The Unusual Saga of an Iowa Farmer Who Saved His Own Life as a Waffen SS Conscript on Hitler’s Eastern Front

Fidel, a young ethnic German from Eastern Europe, finds himself caught up in the violence of World War II when involuntarily relegated to Hitler’s cause by his government. When stuffed into a Waffen SS uniform and dropped into a hopeless situation on the Eastern Front, Fidel chooses to save himself with a controversial action—one that carries surprising consequences.

Like its previously published companion volume (The Secret She Carried), which relayed the traumatic experiences of the author’s mother and people close to her in an ethnic German Sudetenland village during the apocalyptic World War II era, By Accident of Geography relates the parallel and equally compelling story of the author’s father, Fidel Eipert, and those dear to him in his ethnic German village in the Banat portion of Romania.

Fidel had farming in his blood as a youth. Understandably, he wanted nothing to do with soldiering after growing up fatherless because World War I field conditions ruined his father’s health and led to his early death. Nevertheless, Fidel couldn’t avoid mobilization by the inept Romanian Army, conscription into the infantry uniform of Hitler’s infamous Waffen SS shortly thereafter, then deployment to an undermanned Eastern Front line just prior to a massive Russian assault.

The residents of the Iowa community that Fidel called home during his last five decades knew nothing of this losing-side war service. His background was not something he tried to conceal, but no one ever asked him about it. In the throes of America’s postwar patriotic fervor, the public had little interest in the enemy side of things.

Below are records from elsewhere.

//! Subcommand implementations
//!
//! Each command writes its report to the given writer and returns a
//! [`Status`]; `main` maps that to the process exit code.

use crate::cli::{EvalArgs, TemplatesArgs, ValidateArgs};
use crate::config::CliConfig;
use anyhow::{bail, Context, Result};
use serde::Serialize;
use std::io::{Read, Write};
use std::path::Path;
use std::process::ExitCode;
use tenant_rules_core::templates::{builtin_templates, find_template, templates_for};
use tenant_rules_sdk::{RuleContext, RuleEngineBuilder};

/// Result of a command that ran to completion
#[derive(Debug, Clone, Copy, PartialEq, Eq)]
pub enum Status {
    Ok,
    /// Validation found problems
    Invalid,
    /// A matched rule raised an error and `--fail-on-error` was set
    Blocked,
}

impl From<Status> for ExitCode {
    fn from(status: Status) -> Self {
        match status {
            Status::Ok => ExitCode::SUCCESS,
            Status::Invalid => ExitCode::from(1),
            Status::Blocked => ExitCode::from(2),
        }
    }
}

pub fn eval(args: &EvalArgs, config: &CliConfig, out: &mut dyn Write) -> Result<Status> {
    let mut config = config.clone();
    config.stop_on_first_match |= args.stop_on_first_match;
    config.enable_tracing |= args.explain;
    config.pretty |= args.pretty;

    let mut builder =
        RuleEngineBuilder::new().with_config(config.engine_config(&args.rules));
    if let Some(tenant) = &args.tenant {
        for key in &args.templates {
            builder = builder.add_template(key, tenant);
        }
    }
    let engine = builder.build().context("Failed to load rules")?;
    if engine.rules().is_empty() {
        bail!("No rules loaded; pass --rules or set rule_files in the configuration");
    }

    let context = read_context(&args.context)?;
    let outcome =
        engine.evaluate_selected(args.tenant.as_deref(), args.event.as_deref(), &context);

    write_json(out, &outcome, config.pretty)?;

    if let Some(snapshot) = engine.metrics() {
        tracing::info!("Metrics: {:?}", snapshot.counters);
    }

    if args.fail_on_error && outcome.is_blocked() {
        return Ok(Status::Blocked);
    }
    Ok(Status::Ok)
}

pub fn validate(args: &ValidateArgs, out: &mut dyn Write) -> Result<Status> {
    let mut builder = RuleEngineBuilder::new().enable_metrics(false);
    for path in &args.rules {
        builder = builder.add_rule_file(path);
    }
    let engine = builder.build().context("Failed to load rules")?;

    let warnings = engine.validate();
    for warning in &warnings {
        writeln!(out, "warning: {}", warning)?;
    }
    writeln!(
        out,
        "{} rules checked, {} warnings",
        engine.rules().len(),
        warnings.len()
    )?;

    Ok(if warnings.is_empty() {
        Status::Ok
    } else {
        Status::Invalid
    })
}

pub fn templates(args: &TemplatesArgs, out: &mut dyn Write) -> Result<Status> {
    if let Some(key) = &args.instantiate {
        let tenant = args
            .tenant
            .as_deref()
            .context("--instantiate requires --tenant")?;
        let rule = find_template(key)?.instantiate(tenant);
        write_json(out, &rule, args.pretty)?;
        return Ok(Status::Ok);
    }

    let templates = match &args.business_type {
        Some(business_type) => templates_for(business_type),
        None => builtin_templates(),
    };
    for template in &templates {
        writeln!(
            out,
            "{}\t{}\t{}",
            template.key, template.trigger_event, template.name
        )?;
    }
    Ok(Status::Ok)
}

fn read_context(path: &Path) -> Result<RuleContext> {
    let content = if path == Path::new("-") {
        let mut buffer = String::new();
        std::io::stdin()
            .read_to_string(&mut buffer)
            .context("Failed to read context from stdin")?;
        buffer
    } else {
        std::fs::read_to_string(path)
            .with_context(|| format!("Failed to read context file {}", path.display()))?
    };

    let document: serde_json::Value =
        serde_json::from_str(&content).context("Context is not valid JSON")?;
    if !document.is_object() {
        bail!("Context must be a JSON object, got {}", type_label(&document));
    }
    Ok(RuleContext::from(document))
}

fn type_label(value: &serde_json::Value) -> &'static str {
    match value {
        serde_json::Value::Null => "null",
        serde_json::Value::Bool(_) => "a boolean",
        serde_json::Value::Number(_) => "a number",
        serde_json::Value::String(_) => "a string",
        serde_json::Value::Array(_) => "an array",
        serde_json::Value::Object(_) => "an object",
    }
}

fn write_json<T: Serialize>(out: &mut dyn Write, value: &T, pretty: bool) -> Result<()> {
    if pretty {
        serde_json::to_writer_pretty(&mut *out, value)?;
    } else {
        serde_json::to_writer(&mut *out, value)?;
    }
    writeln!(out)?;
    Ok(())
}

#[cfg(test)]
mod tests {
    use super::*;
    use std::fs;
    use std::path::PathBuf;
    use tempfile::TempDir;

    const RULES: &str = r#"
- id: min_order
  tenant_id: acme
  name: Minimum order
  trigger_event: on_order_create
  priority: 1
  conditions:
    field: entity.total
    operator: "<"
    value: 15
  actions:
    - type: error
      message: Minimum order not met
- id: fee
  name: Fee
  priority: 2
  actions:
    - type: add_fee
      percentage: 10
"#;

    fn fixture(dir: &TempDir, rules: &str, context: &str) -> (PathBuf, PathBuf) {
        let rules_path = dir.path().join("rules.yaml");
        let context_path = dir.path().join("context.json");
        fs::write(&rules_path, rules).unwrap();
        fs::write(&context_path, context).unwrap();
        (rules_path, context_path)
    }

    fn eval_args(rules: PathBuf, context: PathBuf) -> EvalArgs {
        EvalArgs {
            rules: vec![rules],
            templates: Vec::new(),
            context,
            tenant: None,
            event: None,
            stop_on_first_match: false,
            explain: false,
            fail_on_error: false,
            pretty: false,
        }
    }

    fn run_eval(args: &EvalArgs) -> (Status, serde_json::Value) {
        let mut out = Vec::new();
        let status = eval(args, &CliConfig::default(), &mut out).unwrap();
        (status, serde_json::from_slice(&out).unwrap())
    }

    #[test]
    fn test_eval_prints_outcome() {
        let dir = TempDir::new().unwrap();
        let (rules, context) = fixture(
            &dir,
            RULES,
            r#"{"entityType": "order", "entity": {"total": 10}}"#,
        );

        let (status, json) = run_eval(&eval_args(rules, context));
        assert_eq!(status, Status::Ok);
        assert_eq!(json["merged"]["matchedRules"], 2);
        assert_eq!(json["merged"]["appliedValues"]["fee"], 1);
        assert_eq!(json["merged"]["errors"][0], "Minimum order not met");
        assert!(json.get("traces").is_none());
    }

    #[test]
    fn test_eval_fail_on_error_and_explain() {
        let dir = TempDir::new().unwrap();
        let (rules, context) = fixture(
            &dir,
            RULES,
            r#"{"entityType": "order", "entity": {"total": 10}}"#,
        );

        let mut args = eval_args(rules, context);
        args.fail_on_error = true;
        args.explain = true;
        args.tenant = Some("acme".to_string());
        args.event = Some("on_order_create".to_string());

        let (status, json) = run_eval(&args);
        assert_eq!(status, Status::Blocked);
        assert_eq!(json["tenantId"], "acme");
        assert_eq!(json["traces"].as_array().map(Vec::len), Some(2));
    }

    #[test]
    fn test_eval_tenant_filter() {
        let dir = TempDir::new().unwrap();
        let (rules, context) = fixture(
            &dir,
            RULES,
            r#"{"entityType": "order", "entity": {"total": 10}}"#,
        );

        let mut args = eval_args(rules, context);
        args.tenant = Some("globex".to_string());
        args.fail_on_error = true;

        let (status, json) = run_eval(&args);
        assert_eq!(status, Status::Ok);
        assert_eq!(json["merged"]["matchedRules"], 1);
    }

    #[test]
    fn test_eval_with_template() {
        let dir = TempDir::new().unwrap();
        let (rules, context) = fixture(
            &dir,
            "[]",
            r#"{"entityType": "order", "entity": {"total": 150}}"#,
        );

        let mut args = eval_args(rules, context);
        args.tenant = Some("shop".to_string());
        args.templates = vec!["retail.free_shipping".to_string()];

        let (_, json) = run_eval(&args);
        assert_eq!(json["merged"]["appliedValues"]["shipping_fee"], 0);
    }

    #[test]
    fn test_eval_without_rules_fails() {
        let dir = TempDir::new().unwrap();
        let (rules, context) = fixture(&dir, "[]", "{}");

        let mut out = Vec::new();
        let result = eval(&eval_args(rules, context), &CliConfig::default(), &mut out);
        assert!(result.is_err());
    }

    #[test]
    fn test_eval_rejects_non_object_context() {
        let dir = TempDir::new().unwrap();
        let (rules, context) = fixture(&dir, RULES, "[1, 2]");

        let mut out = Vec::new();
        let err = eval(&eval_args(rules, context), &CliConfig::default(), &mut out).unwrap_err();
        assert!(err.to_string().contains("an array"), "{}", err);
    }

    #[test]
    fn test_validate_reports_warnings() {
        let dir = TempDir::new().unwrap();
        let path = dir.path().join("rules.json");
        fs::write(
            &path,
            r#"[{"id": "bad", "name": "Bad",
                "conditions": {"field": "entity.x", "operator": "between", "value": 1},
                "actions": [{"type": "set_field", "field": "x", "value": 1}]}]"#,
        )
        .unwrap();

        let mut out = Vec::new();
        let status = validate(&ValidateArgs { rules: vec![path] }, &mut out).unwrap();
        let report = String::from_utf8(out).unwrap();

        assert_eq!(status, Status::Invalid);
        assert!(report.contains("warning: bad at conditions"), "{}", report);
        assert!(report.ends_with("1 rules checked, 1 warnings\n"), "{}", report);
    }

    #[test]
    fn test_validate_clean_rules() {
        let dir = TempDir::new().unwrap();
        let (rules, _) = fixture(&dir, RULES, "{}");

        let mut out = Vec::new();
        let status = validate(&ValidateArgs { rules: vec![rules] }, &mut out).unwrap();
        assert_eq!(status, Status::Ok);
        assert_eq!(String::from_utf8(out).unwrap(), "2 rules checked, 0 warnings\n");
    }

    #[test]
    fn test_templates_list_and_instantiate() {
        let mut out = Vec::new();
        let args = TemplatesArgs {
            business_type: Some("pharmacy".to_string()),
            instantiate: None,
            tenant: None,
            pretty: false,
        };
        templates(&args, &mut out).unwrap();
        let listing = String::from_utf8(out).unwrap();
        assert_eq!(listing.lines().count(), 2);
        assert!(listing.starts_with("pharmacy.prescription_required\t"));

        let mut out = Vec::new();
        let args = TemplatesArgs {
            business_type: None,
            instantiate: Some("services.booking_deposit".to_string()),
            tenant: Some("spa".to_string()),
            pretty: true,
        };
        templates(&args, &mut out).unwrap();
        let rule: serde_json::Value = serde_json::from_slice(&out).unwrap();
        assert_eq!(rule["tenant_id"], "spa");
        assert_eq!(rule["trigger_event"], "on_booking_create");
    }
}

Had it been otherwise, the people around him would have learned something of how his identity in a region once part of the German-speaking Austrian Empire stuck him on the Eastern Front and how a controversial action saved him from dying pointlessly for Hitler like the vast majority of his division’s eleven thousand soldiers. In the telling, his community would have also heard how, paradoxically, a seemingly perilous late-war reassignment to an aggressive commando unit led by Hitler’s favorite military fixer, the notorious Otto Skorzeny, saved him a second time. And put him on the path to becoming an American farmer by leaving him in a place where he could successfully surmount the postwar challenges of broken and Cold War-conflicted Germany. Fidel has long since passed on, but since he never had the chance to tell his eventful tale, the author resolved that the pages of a book would tell it for him. And for the sake of completeness, that telling must also include the surrounding history and the experiences of the soldiers and civilians around Fidel who shared in the treacherous combat, deadly Soviet slave labor, or relentless postwar communist persecution.